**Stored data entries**
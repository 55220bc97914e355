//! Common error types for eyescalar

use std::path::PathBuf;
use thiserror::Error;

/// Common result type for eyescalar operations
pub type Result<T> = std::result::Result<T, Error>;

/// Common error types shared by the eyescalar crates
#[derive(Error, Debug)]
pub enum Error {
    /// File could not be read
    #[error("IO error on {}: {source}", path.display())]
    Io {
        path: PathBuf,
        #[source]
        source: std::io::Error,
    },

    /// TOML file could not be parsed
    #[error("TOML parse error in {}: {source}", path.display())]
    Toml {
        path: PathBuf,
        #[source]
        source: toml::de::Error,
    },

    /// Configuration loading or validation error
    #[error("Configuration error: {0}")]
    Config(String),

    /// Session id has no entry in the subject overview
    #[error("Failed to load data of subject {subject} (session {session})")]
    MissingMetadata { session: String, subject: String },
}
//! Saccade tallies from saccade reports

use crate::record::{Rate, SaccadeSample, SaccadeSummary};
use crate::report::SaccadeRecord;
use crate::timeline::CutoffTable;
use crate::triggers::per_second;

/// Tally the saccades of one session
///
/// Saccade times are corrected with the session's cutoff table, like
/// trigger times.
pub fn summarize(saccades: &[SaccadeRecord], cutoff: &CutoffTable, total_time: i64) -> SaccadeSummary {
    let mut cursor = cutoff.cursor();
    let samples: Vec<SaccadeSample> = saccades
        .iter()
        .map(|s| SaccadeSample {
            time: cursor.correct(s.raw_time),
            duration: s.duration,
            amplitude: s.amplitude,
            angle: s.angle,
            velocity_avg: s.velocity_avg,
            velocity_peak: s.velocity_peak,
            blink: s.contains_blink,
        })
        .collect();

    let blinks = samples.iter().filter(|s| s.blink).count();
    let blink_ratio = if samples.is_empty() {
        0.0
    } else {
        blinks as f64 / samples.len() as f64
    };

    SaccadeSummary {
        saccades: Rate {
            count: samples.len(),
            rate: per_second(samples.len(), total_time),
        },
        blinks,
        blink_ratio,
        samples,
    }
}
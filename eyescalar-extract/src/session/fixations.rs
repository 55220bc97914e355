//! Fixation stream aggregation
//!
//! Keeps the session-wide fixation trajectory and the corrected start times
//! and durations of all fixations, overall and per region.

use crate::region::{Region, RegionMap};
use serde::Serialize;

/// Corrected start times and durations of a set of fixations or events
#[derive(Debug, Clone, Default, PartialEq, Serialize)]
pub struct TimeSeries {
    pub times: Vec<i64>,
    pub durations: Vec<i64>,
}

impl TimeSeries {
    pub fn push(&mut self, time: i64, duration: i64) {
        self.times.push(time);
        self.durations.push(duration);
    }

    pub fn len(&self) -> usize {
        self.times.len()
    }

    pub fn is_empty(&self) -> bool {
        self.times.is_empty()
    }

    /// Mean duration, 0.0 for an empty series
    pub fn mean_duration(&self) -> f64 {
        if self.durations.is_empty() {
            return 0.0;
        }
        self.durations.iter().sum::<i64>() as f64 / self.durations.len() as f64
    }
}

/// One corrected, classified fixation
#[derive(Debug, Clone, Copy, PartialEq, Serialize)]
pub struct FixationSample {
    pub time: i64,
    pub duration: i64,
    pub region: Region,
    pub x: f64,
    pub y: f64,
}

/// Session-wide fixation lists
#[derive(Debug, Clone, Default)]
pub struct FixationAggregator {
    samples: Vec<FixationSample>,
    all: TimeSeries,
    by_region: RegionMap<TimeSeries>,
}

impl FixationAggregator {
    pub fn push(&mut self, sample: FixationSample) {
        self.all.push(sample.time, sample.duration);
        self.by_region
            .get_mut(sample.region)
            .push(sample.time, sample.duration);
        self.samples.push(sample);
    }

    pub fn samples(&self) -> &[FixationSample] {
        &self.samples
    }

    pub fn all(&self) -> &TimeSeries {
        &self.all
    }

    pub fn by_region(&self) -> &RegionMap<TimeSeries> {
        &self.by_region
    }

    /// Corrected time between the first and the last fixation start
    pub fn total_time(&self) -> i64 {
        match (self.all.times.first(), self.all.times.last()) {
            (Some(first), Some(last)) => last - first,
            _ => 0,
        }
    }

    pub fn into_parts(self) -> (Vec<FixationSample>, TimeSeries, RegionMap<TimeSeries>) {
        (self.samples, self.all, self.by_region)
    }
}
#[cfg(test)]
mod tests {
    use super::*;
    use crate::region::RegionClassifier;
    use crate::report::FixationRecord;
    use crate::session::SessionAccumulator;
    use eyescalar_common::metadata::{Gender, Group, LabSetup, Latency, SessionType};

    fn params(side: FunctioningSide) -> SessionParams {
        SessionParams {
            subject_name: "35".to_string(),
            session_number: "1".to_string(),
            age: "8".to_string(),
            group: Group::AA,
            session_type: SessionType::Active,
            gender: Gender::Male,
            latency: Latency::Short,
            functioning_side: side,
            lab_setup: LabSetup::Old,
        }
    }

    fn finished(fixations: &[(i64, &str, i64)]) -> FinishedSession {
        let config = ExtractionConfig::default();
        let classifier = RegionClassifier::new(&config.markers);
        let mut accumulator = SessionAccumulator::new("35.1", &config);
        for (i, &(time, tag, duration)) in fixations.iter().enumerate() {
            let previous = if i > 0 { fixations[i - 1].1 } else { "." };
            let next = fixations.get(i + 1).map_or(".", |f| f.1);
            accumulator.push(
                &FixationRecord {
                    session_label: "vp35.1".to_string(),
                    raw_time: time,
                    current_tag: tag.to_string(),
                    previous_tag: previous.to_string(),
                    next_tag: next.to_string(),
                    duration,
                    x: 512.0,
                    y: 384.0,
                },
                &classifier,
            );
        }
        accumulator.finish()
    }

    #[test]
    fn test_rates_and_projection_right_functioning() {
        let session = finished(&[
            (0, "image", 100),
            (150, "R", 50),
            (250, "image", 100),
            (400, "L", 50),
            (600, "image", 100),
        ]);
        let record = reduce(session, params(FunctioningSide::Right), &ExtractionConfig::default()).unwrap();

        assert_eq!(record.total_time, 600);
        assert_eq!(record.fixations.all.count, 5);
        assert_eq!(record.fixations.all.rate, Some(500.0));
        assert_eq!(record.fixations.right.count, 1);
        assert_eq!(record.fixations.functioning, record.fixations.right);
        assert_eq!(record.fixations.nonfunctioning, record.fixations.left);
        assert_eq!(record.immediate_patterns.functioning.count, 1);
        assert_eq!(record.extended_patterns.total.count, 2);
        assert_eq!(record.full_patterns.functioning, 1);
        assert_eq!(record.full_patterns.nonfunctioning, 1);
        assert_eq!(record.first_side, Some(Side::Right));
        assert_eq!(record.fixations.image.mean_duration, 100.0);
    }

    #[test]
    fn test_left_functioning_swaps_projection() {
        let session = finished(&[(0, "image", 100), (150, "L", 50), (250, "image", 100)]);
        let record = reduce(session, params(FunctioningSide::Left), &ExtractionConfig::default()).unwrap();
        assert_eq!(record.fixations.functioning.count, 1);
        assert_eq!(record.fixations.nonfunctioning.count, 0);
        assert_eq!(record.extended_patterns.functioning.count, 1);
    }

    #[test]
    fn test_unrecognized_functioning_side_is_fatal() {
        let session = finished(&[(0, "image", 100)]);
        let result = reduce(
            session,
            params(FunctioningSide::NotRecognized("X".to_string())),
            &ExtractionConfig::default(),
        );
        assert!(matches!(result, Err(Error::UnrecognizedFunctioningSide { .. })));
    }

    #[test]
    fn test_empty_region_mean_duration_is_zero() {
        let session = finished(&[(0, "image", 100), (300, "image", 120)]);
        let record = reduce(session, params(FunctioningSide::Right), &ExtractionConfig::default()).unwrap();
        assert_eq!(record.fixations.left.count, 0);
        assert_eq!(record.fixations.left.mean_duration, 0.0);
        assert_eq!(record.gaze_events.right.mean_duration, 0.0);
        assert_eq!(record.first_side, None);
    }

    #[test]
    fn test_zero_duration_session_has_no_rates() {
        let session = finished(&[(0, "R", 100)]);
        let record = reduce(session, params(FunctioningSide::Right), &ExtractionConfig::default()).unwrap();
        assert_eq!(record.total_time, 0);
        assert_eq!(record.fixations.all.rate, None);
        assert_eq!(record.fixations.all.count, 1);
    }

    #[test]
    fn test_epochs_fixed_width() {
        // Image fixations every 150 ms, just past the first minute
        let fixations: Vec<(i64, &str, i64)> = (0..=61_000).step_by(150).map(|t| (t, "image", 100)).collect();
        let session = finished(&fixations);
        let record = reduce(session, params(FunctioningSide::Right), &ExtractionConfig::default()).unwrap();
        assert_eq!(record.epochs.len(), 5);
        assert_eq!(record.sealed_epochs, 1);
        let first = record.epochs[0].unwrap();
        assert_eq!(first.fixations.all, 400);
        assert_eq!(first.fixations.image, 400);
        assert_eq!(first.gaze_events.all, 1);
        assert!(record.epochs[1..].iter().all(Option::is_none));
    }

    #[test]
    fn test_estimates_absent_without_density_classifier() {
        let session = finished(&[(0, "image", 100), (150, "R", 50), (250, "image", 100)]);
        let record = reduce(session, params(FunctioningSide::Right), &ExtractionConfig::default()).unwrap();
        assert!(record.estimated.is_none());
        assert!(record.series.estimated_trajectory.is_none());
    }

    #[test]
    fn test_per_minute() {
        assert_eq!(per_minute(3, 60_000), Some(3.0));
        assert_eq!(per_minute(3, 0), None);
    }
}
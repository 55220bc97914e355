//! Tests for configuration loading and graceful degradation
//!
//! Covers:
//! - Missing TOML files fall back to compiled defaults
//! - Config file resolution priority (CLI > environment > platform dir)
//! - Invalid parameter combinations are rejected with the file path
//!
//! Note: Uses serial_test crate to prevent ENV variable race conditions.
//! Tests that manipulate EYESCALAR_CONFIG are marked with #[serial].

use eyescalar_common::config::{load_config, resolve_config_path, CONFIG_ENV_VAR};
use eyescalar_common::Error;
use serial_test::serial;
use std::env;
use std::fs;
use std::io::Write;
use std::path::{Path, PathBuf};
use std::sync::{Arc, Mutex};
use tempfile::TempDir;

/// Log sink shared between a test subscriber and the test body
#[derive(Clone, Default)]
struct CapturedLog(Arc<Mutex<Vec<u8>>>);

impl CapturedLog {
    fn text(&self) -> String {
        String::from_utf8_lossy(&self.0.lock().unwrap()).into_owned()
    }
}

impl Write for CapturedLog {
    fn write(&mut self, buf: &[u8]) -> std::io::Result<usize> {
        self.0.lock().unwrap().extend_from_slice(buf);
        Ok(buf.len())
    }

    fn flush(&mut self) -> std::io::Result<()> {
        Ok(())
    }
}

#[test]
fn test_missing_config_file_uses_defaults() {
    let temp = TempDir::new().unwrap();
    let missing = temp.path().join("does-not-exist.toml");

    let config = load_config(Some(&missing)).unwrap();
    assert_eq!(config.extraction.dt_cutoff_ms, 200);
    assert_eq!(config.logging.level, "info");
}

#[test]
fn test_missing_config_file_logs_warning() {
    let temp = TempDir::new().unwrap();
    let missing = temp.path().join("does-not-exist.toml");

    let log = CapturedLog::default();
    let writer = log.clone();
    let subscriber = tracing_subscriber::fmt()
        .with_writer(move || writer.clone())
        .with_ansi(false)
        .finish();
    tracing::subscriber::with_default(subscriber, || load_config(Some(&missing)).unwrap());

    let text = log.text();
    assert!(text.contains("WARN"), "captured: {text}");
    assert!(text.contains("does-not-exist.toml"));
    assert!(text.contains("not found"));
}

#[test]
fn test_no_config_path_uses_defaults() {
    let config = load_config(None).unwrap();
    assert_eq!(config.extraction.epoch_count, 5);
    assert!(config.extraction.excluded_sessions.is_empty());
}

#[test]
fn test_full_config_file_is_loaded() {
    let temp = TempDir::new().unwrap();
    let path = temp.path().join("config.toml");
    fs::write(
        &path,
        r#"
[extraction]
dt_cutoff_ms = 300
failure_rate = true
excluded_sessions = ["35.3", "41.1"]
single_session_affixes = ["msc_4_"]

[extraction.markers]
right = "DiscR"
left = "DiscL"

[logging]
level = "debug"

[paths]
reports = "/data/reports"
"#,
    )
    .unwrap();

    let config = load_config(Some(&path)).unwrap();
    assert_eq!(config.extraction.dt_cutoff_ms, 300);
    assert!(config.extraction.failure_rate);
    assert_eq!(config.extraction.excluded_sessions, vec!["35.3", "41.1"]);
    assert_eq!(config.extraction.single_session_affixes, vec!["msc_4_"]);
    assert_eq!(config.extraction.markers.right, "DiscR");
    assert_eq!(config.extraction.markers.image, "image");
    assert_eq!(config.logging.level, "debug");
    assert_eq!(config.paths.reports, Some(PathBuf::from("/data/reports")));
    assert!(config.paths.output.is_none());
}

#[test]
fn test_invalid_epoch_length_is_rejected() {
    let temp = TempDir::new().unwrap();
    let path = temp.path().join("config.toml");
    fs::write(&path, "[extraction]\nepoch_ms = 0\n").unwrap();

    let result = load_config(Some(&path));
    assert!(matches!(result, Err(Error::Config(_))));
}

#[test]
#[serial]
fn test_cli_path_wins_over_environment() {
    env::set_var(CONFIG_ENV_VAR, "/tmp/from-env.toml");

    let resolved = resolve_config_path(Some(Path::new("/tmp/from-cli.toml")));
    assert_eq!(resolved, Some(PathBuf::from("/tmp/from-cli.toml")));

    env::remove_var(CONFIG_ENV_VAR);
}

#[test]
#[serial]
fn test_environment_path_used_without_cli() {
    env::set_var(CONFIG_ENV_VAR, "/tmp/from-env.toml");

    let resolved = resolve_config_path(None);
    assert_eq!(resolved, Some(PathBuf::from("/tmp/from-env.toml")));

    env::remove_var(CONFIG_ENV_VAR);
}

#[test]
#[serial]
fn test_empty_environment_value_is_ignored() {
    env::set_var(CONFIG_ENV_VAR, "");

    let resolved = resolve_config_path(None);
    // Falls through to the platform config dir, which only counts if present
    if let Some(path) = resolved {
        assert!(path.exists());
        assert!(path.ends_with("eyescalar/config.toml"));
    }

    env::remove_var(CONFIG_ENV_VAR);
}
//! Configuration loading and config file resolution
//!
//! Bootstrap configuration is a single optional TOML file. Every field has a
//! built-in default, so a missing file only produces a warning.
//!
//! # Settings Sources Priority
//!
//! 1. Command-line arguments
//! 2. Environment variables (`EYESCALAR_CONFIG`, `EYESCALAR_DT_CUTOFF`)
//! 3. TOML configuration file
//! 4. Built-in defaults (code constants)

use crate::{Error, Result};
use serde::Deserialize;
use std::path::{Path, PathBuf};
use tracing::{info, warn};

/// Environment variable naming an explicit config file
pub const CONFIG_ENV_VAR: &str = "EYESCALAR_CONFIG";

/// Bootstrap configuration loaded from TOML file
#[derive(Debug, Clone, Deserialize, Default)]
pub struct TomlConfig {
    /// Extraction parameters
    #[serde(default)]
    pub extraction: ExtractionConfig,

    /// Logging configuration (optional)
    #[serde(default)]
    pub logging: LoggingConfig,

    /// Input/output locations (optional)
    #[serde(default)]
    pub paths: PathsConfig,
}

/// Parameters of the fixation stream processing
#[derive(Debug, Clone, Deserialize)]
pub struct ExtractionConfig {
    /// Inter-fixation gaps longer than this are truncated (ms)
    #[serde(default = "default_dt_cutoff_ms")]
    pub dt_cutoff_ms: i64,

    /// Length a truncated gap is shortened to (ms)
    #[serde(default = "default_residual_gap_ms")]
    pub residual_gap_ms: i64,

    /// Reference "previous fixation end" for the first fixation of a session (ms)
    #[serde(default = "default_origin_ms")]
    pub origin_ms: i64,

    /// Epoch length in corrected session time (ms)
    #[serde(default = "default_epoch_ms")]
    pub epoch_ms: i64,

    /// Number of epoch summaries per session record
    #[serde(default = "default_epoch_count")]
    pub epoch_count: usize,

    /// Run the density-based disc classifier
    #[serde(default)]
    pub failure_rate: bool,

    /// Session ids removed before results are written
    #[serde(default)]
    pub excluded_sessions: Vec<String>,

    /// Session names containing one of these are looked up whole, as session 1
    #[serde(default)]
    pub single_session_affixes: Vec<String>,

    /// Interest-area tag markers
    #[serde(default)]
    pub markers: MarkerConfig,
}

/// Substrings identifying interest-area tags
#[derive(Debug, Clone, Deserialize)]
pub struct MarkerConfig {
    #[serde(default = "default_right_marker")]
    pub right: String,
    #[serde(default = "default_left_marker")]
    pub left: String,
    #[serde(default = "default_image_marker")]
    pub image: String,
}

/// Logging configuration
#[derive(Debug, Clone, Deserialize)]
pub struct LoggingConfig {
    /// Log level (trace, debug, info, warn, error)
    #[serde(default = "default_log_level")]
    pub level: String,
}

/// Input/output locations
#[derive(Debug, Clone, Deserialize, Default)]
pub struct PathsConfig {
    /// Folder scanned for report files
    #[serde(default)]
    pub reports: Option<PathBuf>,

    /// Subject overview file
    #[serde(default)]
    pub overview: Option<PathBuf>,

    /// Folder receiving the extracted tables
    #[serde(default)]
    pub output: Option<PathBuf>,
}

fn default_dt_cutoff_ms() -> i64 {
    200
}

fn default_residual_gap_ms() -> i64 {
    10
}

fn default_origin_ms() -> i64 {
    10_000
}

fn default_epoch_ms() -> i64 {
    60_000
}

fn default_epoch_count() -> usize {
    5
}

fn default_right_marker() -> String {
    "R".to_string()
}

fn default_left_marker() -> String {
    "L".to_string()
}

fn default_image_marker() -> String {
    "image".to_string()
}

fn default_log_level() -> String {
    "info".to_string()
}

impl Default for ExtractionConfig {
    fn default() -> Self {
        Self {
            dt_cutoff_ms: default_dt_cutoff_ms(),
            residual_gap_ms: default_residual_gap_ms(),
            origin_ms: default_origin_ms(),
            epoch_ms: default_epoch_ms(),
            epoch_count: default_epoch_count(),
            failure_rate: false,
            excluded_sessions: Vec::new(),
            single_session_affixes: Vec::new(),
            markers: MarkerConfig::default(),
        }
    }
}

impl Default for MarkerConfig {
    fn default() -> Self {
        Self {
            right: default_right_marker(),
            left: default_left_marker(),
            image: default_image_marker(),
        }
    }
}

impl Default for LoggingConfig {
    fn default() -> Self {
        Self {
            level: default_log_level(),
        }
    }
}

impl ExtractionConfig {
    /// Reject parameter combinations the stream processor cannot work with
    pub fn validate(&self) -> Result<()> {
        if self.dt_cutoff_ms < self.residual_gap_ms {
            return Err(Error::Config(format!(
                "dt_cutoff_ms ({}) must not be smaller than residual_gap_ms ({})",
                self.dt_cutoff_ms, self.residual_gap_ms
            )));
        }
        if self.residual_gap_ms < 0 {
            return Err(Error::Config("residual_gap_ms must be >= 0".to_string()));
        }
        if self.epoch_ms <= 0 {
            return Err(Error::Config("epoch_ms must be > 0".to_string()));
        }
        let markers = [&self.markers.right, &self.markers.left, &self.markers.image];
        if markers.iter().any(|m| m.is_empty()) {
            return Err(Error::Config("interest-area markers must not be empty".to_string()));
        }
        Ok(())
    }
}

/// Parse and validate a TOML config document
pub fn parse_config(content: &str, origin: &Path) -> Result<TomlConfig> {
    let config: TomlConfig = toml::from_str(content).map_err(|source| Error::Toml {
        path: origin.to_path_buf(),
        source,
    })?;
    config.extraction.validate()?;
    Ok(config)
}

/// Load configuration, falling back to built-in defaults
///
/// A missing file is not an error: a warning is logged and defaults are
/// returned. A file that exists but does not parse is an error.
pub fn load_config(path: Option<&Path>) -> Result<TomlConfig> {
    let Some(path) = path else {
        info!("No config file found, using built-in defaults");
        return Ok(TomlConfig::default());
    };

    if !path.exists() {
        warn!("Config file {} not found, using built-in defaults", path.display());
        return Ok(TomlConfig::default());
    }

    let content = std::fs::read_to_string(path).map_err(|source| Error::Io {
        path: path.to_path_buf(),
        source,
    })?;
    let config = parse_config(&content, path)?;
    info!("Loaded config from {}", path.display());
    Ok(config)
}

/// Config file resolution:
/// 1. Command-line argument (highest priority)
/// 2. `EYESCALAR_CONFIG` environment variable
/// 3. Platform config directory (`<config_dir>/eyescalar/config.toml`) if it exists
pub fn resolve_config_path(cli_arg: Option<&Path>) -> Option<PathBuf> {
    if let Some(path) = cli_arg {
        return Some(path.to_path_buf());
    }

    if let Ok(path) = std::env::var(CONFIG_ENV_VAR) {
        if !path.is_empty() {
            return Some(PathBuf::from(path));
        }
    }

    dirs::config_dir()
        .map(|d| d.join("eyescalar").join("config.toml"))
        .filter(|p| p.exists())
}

**PROBLEM DETAILS**
Go through the lines above and copy any that contain "found".

**OUTPUT OF THE TASK**
    assert!(text.contains("not found"));
        info!("No config file found, using built-in defaults");
        warn!("Config file {} not found, using built-in defaults", path.display());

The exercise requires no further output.